Work instruction
Send back every record word for word, with nothing missing.
### Recorded data ###
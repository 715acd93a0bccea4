//! Register IR methods: label-addressed basic blocks.
//!
//! This is the representation handed to the engine by the upstream
//! translator and produced back to the downstream emitter. Blocks carry
//! stable numeric labels (not dense indices); successor lists are ordered,
//! and the primary successor marks the fall-through edge for `If`, the
//! default case for `Switch`, and the non-exception edge for throwing
//! instructions.

use std::collections::HashMap;
use std::fmt;

use crate::rop::insn::Insn;
use crate::rop::op::Branchingness;

/// A basic block of a register IR method.
#[derive(Debug, Clone, PartialEq, Eq)]
pub struct RopBlock {
    /// The block's label. Stable across passes, unique within a method.
    pub label: u32,
    /// The instructions, ending in at most one block-terminating
    /// instruction.
    pub insns: Vec<Insn>,
    /// Successor labels, in branch order.
    pub successors: Vec<u32>,
    /// The successor taken in the "normal" case, when there is more than
    /// one: fall-through for `If`, default for `Switch`, the non-exception
    /// edge for throwers.
    pub primary_successor: Option<u32>,
}

impl RopBlock {
    /// Creates a block.
    #[must_use]
    pub fn new(
        label: u32,
        insns: Vec<Insn>,
        successors: Vec<u32>,
        primary_successor: Option<u32>,
    ) -> Self {
        Self {
            label,
            insns,
            successors,
            primary_successor,
        }
    }

    /// Returns the block's final instruction.
    #[must_use]
    pub fn last_insn(&self) -> Option<&Insn> {
        self.insns.last()
    }

    /// Returns `true` if the block ends in an instruction that can
    /// terminate a block and whose successor count matches its shape.
    #[must_use]
    pub fn is_well_terminated(&self) -> bool {
        let Some(last) = self.last_insn() else {
            return false;
        };
        match last.branchingness() {
            Branchingness::None => false,
            Branchingness::Return => self.successors.is_empty(),
            Branchingness::Goto => self.successors.len() == 1,
            Branchingness::If => self.successors.len() == 2,
            Branchingness::Switch => !self.successors.is_empty(),
            Branchingness::Throws => !self.successors.is_empty() || self.primary_successor.is_none(),
        }
    }
}

/// A register IR method: a labeled control-flow graph plus calling
/// convention facts.
#[derive(Debug, Clone)]
pub struct RopMethod {
    /// The basic blocks, in no particular order.
    pub blocks: Vec<RopBlock>,
    /// Label of the entry block.
    pub entry_label: u32,
    /// Total width of the incoming parameters, in registers.
    pub param_width: u32,
    /// Whether the method is static (no `this` parameter).
    pub is_static: bool,
}

impl RopMethod {
    /// Creates a method.
    #[must_use]
    pub fn new(blocks: Vec<RopBlock>, entry_label: u32, param_width: u32, is_static: bool) -> Self {
        Self {
            blocks,
            entry_label,
            param_width,
            is_static,
        }
    }

    /// Returns the block with the given label, if present.
    #[must_use]
    pub fn block_by_label(&self, label: u32) -> Option<&RopBlock> {
        self.blocks.iter().find(|b| b.label == label)
    }

    /// Returns a map from label to position in `self.blocks`.
    #[must_use]
    pub fn label_index(&self) -> HashMap<u32, usize> {
        self.blocks
            .iter()
            .enumerate()
            .map(|(i, b)| (b.label, i))
            .collect()
    }

    /// Returns one past the highest label in use.
    #[must_use]
    pub fn max_label(&self) -> u32 {
        self.blocks
            .iter()
            .map(|b| b.label + 1)
            .max()
            .unwrap_or(0)
            .max(self.entry_label + 1)
    }

    /// Returns one past the highest register touched by any instruction.
    #[must_use]
    pub fn reg_count(&self) -> u32 {
        let mut count = self.param_width;
        for block in &self.blocks {
            for insn in &block.insns {
                if let Some(result) = &insn.result {
                    count = count.max(result.next_reg());
                }
                for src in &insn.sources {
                    count = count.max(src.next_reg());
                }
            }
        }
        count
    }
}

impl fmt::Display for RopMethod {
    fn fmt(&self, f: &mut fmt::Formatter<'_>) -> fmt::Result {
        writeln!(f, "method (entry @{}):", self.entry_label)?;
        for block in &self.blocks {
            write!(f, "  @{}:", block.label)?;
            if !block.successors.is_empty() {
                write!(f, " ->")?;
                for succ in &block.successors {
                    if Some(*succ) == block.primary_successor {
                        write!(f, " *@{succ}")?;
                    } else {
                        write!(f, " @{succ}")?;
                    }
                }
            }
            writeln!(f)?;
            for insn in &block.insns {
                writeln!(f, "    {insn}")?;
            }
        }
        Ok(())
    }
}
###
Solution to the problem
repository 715acd93a0bccea4
//! Register IR methods: label-addressed basic blocks.
//!
//! This is the representation handed to the engine by the upstream
//! translator and produced back to the downstream emitter. Blocks carry
//! stable numeric labels (not dense indices); successor lists are ordered,
//! and the primary successor marks the fall-through edge for `If`, the
//! default case for `Switch`, and the non-exception edge for throwing
//! instructions.

use std::collections::HashMap;
use std::fmt;

use crate::rop::insn::Insn;
use crate::rop::op::Branchingness;

/// A basic block of a register IR method.
#[derive(Debug, Clone, PartialEq, Eq)]
pub struct RopBlock {
    /// The block's label. Stable across passes, unique within a method.
    pub label: u32,
    /// The instructions, ending in at most one block-terminating
    /// instruction.
    pub insns: Vec<Insn>,
    /// Successor labels, in branch order.
    pub successors: Vec<u32>,
    /// The successor taken in the "normal" case, when there is more than
    /// one: fall-through for `If`, default for `Switch`, the non-exception
    /// edge for throwers.
    pub primary_successor: Option<u32>,
}

impl RopBlock {
    /// Creates a block.
    #[must_use]
    pub fn new(
        label: u32,
        insns: Vec<Insn>,
        successors: Vec<u32>,
        primary_successor: Option<u32>,
    ) -> Self {
        Self {
            label,
            insns,
            successors,
            primary_successor,
        }
    }

    /// Returns the block's final instruction.
    #[must_use]
    pub fn last_insn(&self) -> Option<&Insn> {
        self.insns.last()
    }

    /// Returns `true` if the block ends in an instruction that can
    /// terminate a block and whose successor count matches its shape.
    #[must_use]
    pub fn is_well_terminated(&self) -> bool {
        let Some(last) = self.last_insn() else {
            return false;
        };
        match last.branchingness() {
            Branchingness::None => false,
            Branchingness::Return => self.successors.is_empty(),
            Branchingness::Goto => self.successors.len() == 1,
            Branchingness::If => self.successors.len() == 2,
            Branchingness::Switch => !self.successors.is_empty(),
            Branchingness::Throws => !self.successors.is_empty() || self.primary_successor.is_none(),
        }
    }
}

/// A register IR method: a labeled control-flow graph plus calling
/// convention facts.
#[derive(Debug, Clone)]
pub struct RopMethod {
    /// The basic blocks, in no particular order.
    pub blocks: Vec<RopBlock>,
    /// Label of the entry block.
    pub entry_label: u32,
    /// Total width of the incoming parameters, in registers.
    pub param_width: u32,
    /// Whether the method is static (no `this` parameter).
    pub is_static: bool,
}

impl RopMethod {
    /// Creates a method.
    #[must_use]
    pub fn new(blocks: Vec<RopBlock>, entry_label: u32, param_width: u32, is_static: bool) -> Self {
        Self {
            blocks,
            entry_label,
            param_width,
            is_static,
        }
    }

    /// Returns the block with the given label, if present.
    #[must_use]
    pub fn block_by_label(&self, label: u32) -> Option<&RopBlock> {
        self.blocks.iter().find(|b| b.label == label)
    }

    /// Returns a map from label to position in `self.blocks`.
    #[must_use]
    pub fn label_index(&self) -> HashMap<u32, usize> {
        self.blocks
            .iter()
            .enumerate()
            .map(|(i, b)| (b.label, i))
            .collect()
    }

    /// Returns one past the highest label in use.
    #[must_use]
    pub fn max_label(&self) -> u32 {
        self.blocks
            .iter()
            .map(|b| b.label + 1)
            .max()
            .unwrap_or(0)
            .max(self.entry_label + 1)
    }

    /// Returns one past the highest register touched by any instruction.
    #[must_use]
    pub fn reg_count(&self) -> u32 {
        let mut count = self.param_width;
        for block in &self.blocks {
            for insn in &block.insns {
                if let Some(result) = &insn.result {
                    count = count.max(result.next_reg());
                }
                for src in &insn.sources {
                    count = count.max(src.next_reg());
                }
            }
        }
        count
    }
}

impl fmt::Display for RopMethod {
    fn fmt(&self, f: &mut fmt::Formatter<'_>) -> fmt::Result {
        writeln!(f, "method (entry @{}):", self.entry_label)?;
        for block in &self.blocks {
            write!(f, "  @{}:", block.label)?;
            if !block.successors.is_empty() {
                write!(f, " ->")?;
                for succ in &block.successors {
                    if Some(*succ) == block.primary_successor {
                        write!(f, " *@{succ}")?;
                    } else {
                        write!(f, " @{succ}")?;
                    }
                }
            }
            writeln!(f)?;
            for insn in &block.insns {
                writeln!(f, "    {insn}")?;
            }
        }
        Ok(())
    }
}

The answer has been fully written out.